Ощутил, что совершил тихую революцию. Выдернул из музыки часовой механизм, оставив лишь чистое мгновение, каким его чувствует человек в моменты абсолютного одиночества, страха или любви.
Время без рамок и делений. Чистую вечность.
Прошли десятилетия. Сати сменил монмартрскую комнатку ещё более изолированным прибежищем, куда ни один посторонний не ступал в течение почти тридцати лет.
Монмартр изменился, миновали эпохи, отгремели гигантские оркестры XX века и уступили место техническому шуму новой эры.
Но рукопись трёх «Гносьенн» — названных словом, которое он придумал сам, выведя его из древнего понятия «гнозис» («тайное внутреннее познание»), — так и осталась жить в своём особом измерении — на белой бумаге, навсегда свободной от железных решёток тактовых черт.
...В строгом, почти стерильном зале, залитом холодным светом, пианист заносит руки над клавиатурой.
Перед ним на пюпитре нет привычной ритмической основы.
Только ноты, парящие в пространстве, и странные, полные тихой иронии ремарки Сати. В зале воцаряется молчание — не просто пауза между звуками, а то самое густое состояние, в котором человеку становится слышно собственное сердце.

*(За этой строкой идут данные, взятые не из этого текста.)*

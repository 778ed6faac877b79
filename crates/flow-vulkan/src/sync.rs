//! Timeline semaphores with exportable OS handles.
//!
//! These are the only cross-submission ordering primitive: wait/signal groups on command
//! buffers carry monotonically increasing 64-bit values, and the exported handle lets other
//! processes and GPU APIs wait on the same timeline.

use ash::{khr, vk};

use crate::{
	device::Device,
	interop::PLATFORM_EXTERNAL_SEMAPHORE_HANDLE_TYPE,
	platform::{self, OsHandle},
	Error, Result,
};

#[cfg(windows)]
const GENERIC_ALL: u32 = 0x10000000;

pub struct Semaphore {
	device: ash::Device,
	handle: vk::Semaphore,
	os_handle: OsHandle,
	/// The process the semaphore was imported from, if any.
	pid: u64,
}

unsafe impl Send for Semaphore {}
unsafe impl Sync for Semaphore {}

impl Semaphore {
	/// Create an exportable timeline semaphore starting at zero.
	pub fn new(device: &Device) -> Result<Self> { Self::create(device, None) }

	/// Wrap a timeline semaphore exported by process `pid`.
	pub fn import(device: &Device, pid: u64, handle: OsHandle) -> Result<Self> {
		Self::create(device, Some((pid, handle)))
	}

	fn create(device: &Device, imported: Option<(u64, OsHandle)>) -> Result<Self> {
		#[cfg(windows)]
		let mut handle_info = vk::ExportSemaphoreWin32HandleInfoKHR::default().dw_access(GENERIC_ALL);
		let mut export_info =
			vk::ExportSemaphoreCreateInfo::default().handle_types(PLATFORM_EXTERNAL_SEMAPHORE_HANDLE_TYPE);
		let mut type_info = vk::SemaphoreTypeCreateInfo::default()
			.semaphore_type(vk::SemaphoreType::TIMELINE)
			.initial_value(0);

		#[cfg(windows)]
		let info = vk::SemaphoreCreateInfo::default()
			.push_next(&mut type_info)
			.push_next(&mut export_info)
			.push_next(&mut handle_info);
		#[cfg(unix)]
		let info = vk::SemaphoreCreateInfo::default()
			.push_next(&mut type_info)
			.push_next(&mut export_info);

		let handle = unsafe { device.device().create_semaphore(&info, None)? };

		if let Some((pid, foreign)) = imported {
			let dup = platform::duplicate_handle(pid, foreign)?;
			unsafe {
				#[cfg(windows)]
				{
					khr::external_semaphore_win32::Device::new(device.instance(), device.device())
						.import_semaphore_win32_handle(
							&vk::ImportSemaphoreWin32HandleInfoKHR::default()
								.semaphore(handle)
								.handle_type(PLATFORM_EXTERNAL_SEMAPHORE_HANDLE_TYPE)
								.handle(dup as _),
						)?;
				}
				#[cfg(unix)]
				{
					khr::external_semaphore_fd::Device::new(device.instance(), device.device()).import_semaphore_fd(
						&vk::ImportSemaphoreFdInfoKHR::default()
							.semaphore(handle)
							.handle_type(PLATFORM_EXTERNAL_SEMAPHORE_HANDLE_TYPE)
							.fd(dup),
					)?;
				}
			}
		}

		let os_handle = unsafe {
			#[cfg(windows)]
			{
				khr::external_semaphore_win32::Device::new(device.instance(), device.device())
					.get_semaphore_win32_handle(
						&vk::SemaphoreGetWin32HandleInfoKHR::default()
							.semaphore(handle)
							.handle_type(PLATFORM_EXTERNAL_SEMAPHORE_HANDLE_TYPE),
					)? as OsHandle
			}
			#[cfg(unix)]
			{
				khr::external_semaphore_fd::Device::new(device.instance(), device.device()).get_semaphore_fd(
					&vk::SemaphoreGetFdInfoKHR::default()
						.semaphore(handle)
						.handle_type(PLATFORM_EXTERNAL_SEMAPHORE_HANDLE_TYPE),
				)? as OsHandle
			}
		};

		Ok(Self {
			device: device.device().clone(),
			handle,
			os_handle,
			pid: imported.map(|(pid, _)| pid).unwrap_or_else(platform::current_pid),
		})
	}

	pub fn handle(&self) -> vk::Semaphore { self.handle }

	pub fn os_handle(&self) -> OsHandle { self.os_handle }

	pub fn pid(&self) -> u64 { self.pid }

	/// Signal the timeline from the host.
	pub fn signal(&self, value: u64) -> Result<()> {
		unsafe {
			self.device
				.signal_semaphore(&vk::SemaphoreSignalInfo::default().semaphore(self.handle).value(value))
				.map_err(Into::into)
		}
	}

	/// Wait until the timeline reaches `value`. `Timeout` is non-fatal.
	pub fn wait(&self, value: u64, timeout_ns: u64) -> Result<()> {
		unsafe {
			self.device
				.wait_semaphores(
					&vk::SemaphoreWaitInfo::default()
						.semaphores(&[self.handle])
						.values(&[value]),
					timeout_ns,
				)
				.map_err(|res| match res {
					vk::Result::TIMEOUT => Error::Timeout,
					res => res.into(),
				})
		}
	}

	pub fn value(&self) -> Result<u64> {
		unsafe { self.device.get_semaphore_counter_value(self.handle).map_err(Into::into) }
	}
}

impl Drop for Semaphore {
	fn drop(&mut self) {
		if platform::handle_is_valid(self.os_handle) {
			platform::close_handle(self.os_handle);
		}
		unsafe {
			self.device.destroy_semaphore(self.handle, None);
		}
	}
}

«Когда вы убираете из музыки сетку времени, вы разрушаете иллюзию контроля, оставляя человека один на один с вечностью».
Эрик Сати ушёл тихо. Когда друзья в 1925 году наконец переступили порог его запертого жилья, они нашли там два пианино, поставленных одно на другое, стопки нераспечатанных писем и десятки покрытых пылью партитур.
Но каждый раз, когда где-то в темноте концертного зала или в пустой квартире звучит первая строчка «Гносьенны» — этой тихой музыки глубокого духовного познания, — суетный ритм внешнего мира снова рушится.
Тактовые черты исчезают. Воображаемые часы на стене теряют свои стрелки.
И слушатель остаётся наедине с музыкой, которая больше ничего не требует, не доказывает, а лишь тихо задаёт один и тот же вопрос:
«Спросите себя — кто вы, когда тишина становится абсолютной?»